UpToDate clinical first aid for a venomous snake bite suggests keeping the victim warm, at rest, and calm while initially elevating the injured part of the body to the level of the heart. Remove any rings, watches, or constrictive clothing from the affected extremity. Rush to the nearest medical facility using emergency medical services.

For Pets and People: In case of a non-venomous bite, clean the wound, apply a clean dressing, and go about your day while monitoring for any changes in condition like swelling, dizziness or clamminess, or changes in breathing. If any of these changes occur, seek medical attention.
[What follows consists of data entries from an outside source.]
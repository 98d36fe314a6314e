use color_eyre::{eyre::eyre, Result};
use serde::Deserialize;
use std::path::{Path, PathBuf};

#[derive(Debug, Clone, Default, Deserialize)]
pub struct Config {
  #[serde(default)]
  pub api: ApiConfig,
  #[serde(default)]
  pub caches: CachesConfig,
  #[serde(default)]
  pub store: StoreConfig,
  #[serde(default)]
  pub sync: SyncConfig,
  #[serde(default)]
  pub push: PushConfig,
  #[serde(default)]
  pub notifications: NotificationConfig,
  /// Where the local store, platform database and logs live
  pub data_dir: Option<PathBuf>,
}

#[derive(Debug, Clone, Deserialize)]
#[serde(default)]
pub struct ApiConfig {
  /// Origin the app is served from, e.g. "http://localhost:3000"
  pub origin: String,
  pub posts_path: String,
  pub subscriptions_path: String,
}

impl Default for ApiConfig {
  fn default() -> Self {
    Self {
      origin: "http://localhost:3000".to_string(),
      posts_path: "/api/posts".to_string(),
      subscriptions_path: "/api/subscriptions".to_string(),
    }
  }
}

#[derive(Debug, Clone, Deserialize)]
#[serde(default)]
pub struct CachesConfig {
  pub static_version: u32,
  pub dynamic_version: u32,
  /// Soft cap for the dynamic partition
  pub max_dynamic_items: usize,
  /// Run the advisory trim after every dynamic insert
  pub trim_on_insert: bool,
  pub offline_page: String,
  /// App shell: same-origin paths and absolute CDN URLs
  pub static_files: Vec<String>,
}

impl Default for CachesConfig {
  fn default() -> Self {
    Self {
      static_version: 3,
      dynamic_version: 2,
      max_dynamic_items: 20,
      trim_on_insert: false,
      offline_page: "/offline.html".to_string(),
      static_files: [
        "/",
        "/index.html",
        "/offline.html",
        "/src/js/app.js",
        "/src/js/feed.js",
        "/src/js/material.min.js",
        "/src/css/app.css",
        "/src/css/feed.css",
        "/src/images/main-image.jpg",
        "https://fonts.googleapis.com/css?family=Roboto:400,700",
        "https://fonts.googleapis.com/icon?family=Material+Icons",
        "https://cdnjs.cloudflare.com/ajax/libs/material-design-lite/1.3.0/material.indigo-pink.min.css",
      ]
      .iter()
      .map(|s| s.to_string())
      .collect(),
    }
  }
}

#[derive(Debug, Clone, Deserialize)]
#[serde(default)]
pub struct StoreConfig {
  pub name: String,
  pub version: u32,
}

impl Default for StoreConfig {
  fn default() -> Self {
    Self {
      name: "posts-store".to_string(),
      version: 1,
    }
  }
}

#[derive(Debug, Clone, Deserialize)]
#[serde(default)]
pub struct SyncConfig {
  pub tag: String,
  /// Whether the platform offers retry triggers at all
  pub background_sync: bool,
  /// Queue writes without trying the network first
  pub prefer_deferred: bool,
  pub probe_interval_secs: u64,
}

impl Default for SyncConfig {
  fn default() -> Self {
    Self {
      tag: "sync-new-posts".to_string(),
      background_sync: true,
      prefer_deferred: false,
      probe_interval_secs: 5,
    }
  }
}

#[derive(Debug, Clone, Default, Deserialize)]
pub struct PushConfig {
  /// Application server (VAPID) public key, URL-safe base64
  #[serde(default)]
  pub vapid_public_key: String,
  /// Subscription details handed out by the push service for this device
  pub endpoint: Option<String>,
  pub auth: Option<String>,
  pub p256dh: Option<String>,
}

#[derive(Debug, Clone, Deserialize)]
#[serde(default)]
pub struct NotificationConfig {
  pub icon: String,
  pub badge: String,
  pub lang: String,
  pub dir: String,
  pub vibrate: Vec<u32>,
}

impl Default for NotificationConfig {
  fn default() -> Self {
    Self {
      icon: "/src/images/icons/app-icon-96x96.png".to_string(),
      badge: "/src/images/icons/app-icon-96x96.png".to_string(),
      lang: "en-US".to_string(),
      dir: "ltr".to_string(),
      vibrate: vec![100, 50, 200],
    }
  }
}

impl Config {
  /// Load configuration from file.
  ///
  /// Search order:
  /// 1. Explicit path if provided
  /// 2. ./feedsync.yaml (current directory)
  /// 3. $XDG_CONFIG_HOME/feedsync/config.yaml
  ///
  /// Without any file the defaults are used. Environment overrides are
  /// applied last.
  pub fn load(explicit_path: Option<&Path>) -> Result<Self> {
    let path = if let Some(p) = explicit_path {
      if p.exists() {
        Some(p.to_path_buf())
      } else {
        return Err(eyre!("Config file not found: {}", p.display()));
      }
    } else {
      Self::find_config_file()
    };

    let config = match path {
      Some(p) => Self::load_from_path(&p)?,
      None => Config::default(),
    };

    Ok(config.with_env_overrides())
  }

  fn find_config_file() -> Option<PathBuf> {
    let local = PathBuf::from("feedsync.yaml");
    if local.exists() {
      return Some(local);
    }

    if let Some(config_dir) = dirs::config_dir() {
      let xdg_path = config_dir.join("feedsync").join("config.yaml");
      if xdg_path.exists() {
        return Some(xdg_path);
      }
    }

    None
  }

  fn load_from_path(path: &Path) -> Result<Self> {
    let contents = std::fs::read_to_string(path)
      .map_err(|e| eyre!("Failed to read config file {}: {}", path.display(), e))?;

    Self::from_yaml(&contents)
      .map_err(|e| eyre!("Failed to parse config file {}: {}", path.display(), e))
  }

  pub fn from_yaml(contents: &str) -> std::result::Result<Self, serde_yaml::Error> {
    serde_yaml::from_str(contents)
  }

  /// FEEDSYNC_ORIGIN and FEEDSYNC_DATA_DIR take precedence over the file.
  fn with_env_overrides(mut self) -> Self {
    if let Ok(origin) = std::env::var("FEEDSYNC_ORIGIN") {
      self.api.origin = origin;
    }
    if let Ok(dir) = std::env::var("FEEDSYNC_DATA_DIR") {
      self.data_dir = Some(PathBuf::from(dir));
    }
    self
  }

  /// Resolve the data directory, creating it if needed.
  pub fn data_dir(&self) -> Result<PathBuf> {
    let dir = match &self.data_dir {
      Some(dir) => dir.clone(),
      None => dirs::data_dir()
        .or_else(|| dirs::home_dir().map(|p| p.join(".local/share")))
        .ok_or_else(|| eyre!("Could not determine data directory"))?
        .join("feedsync"),
    };

    std::fs::create_dir_all(&dir)
      .map_err(|e| eyre!("Failed to create data directory {}: {}", dir.display(), e))?;

    Ok(dir)
  }
}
In the case of a venomous bite, take emergency action to get to an emergency room where an antivenom can be injected.

Bears

The National Park Service has posted bear safety tips on its website. The biggest prevention tip is: Make a lot of noise. The bears in our local parks are black bears. They are not normally aggressive or threatening, and mostly just want to be left alone. So, being a loud hiker or camper may deter their interest. But, if you encounter one, keep in mind that they are very curious. That’s not to say they won’t be aggressive or threatening if they are protecting their young or hungry in pursuit of food, and you get in the way.

People: If confronted with a black bear, stand tall with arms stretched above your head so you appear bigger than you are. Talk in a normal tone to the bear, so it determines that you are a human and not a meal. Stay calm. Do not run away or climb a tree; a bear can do those things better than you.

Bear pepper spray is available for purchase and can be a part of your safety regimen while in the wild. Most importantly, if any bear attacks you in your tent, or stalks you and then attacks, do NOT play dead—fight back!

Pets: If you encounter a Black Bear while with your dog, keep your dog on a leash, calmly control your pet, talk in a normal tone, and make yourself big as explained above. Give a Black Bear enough room to retreat since Black Bears usually avoid confrontation.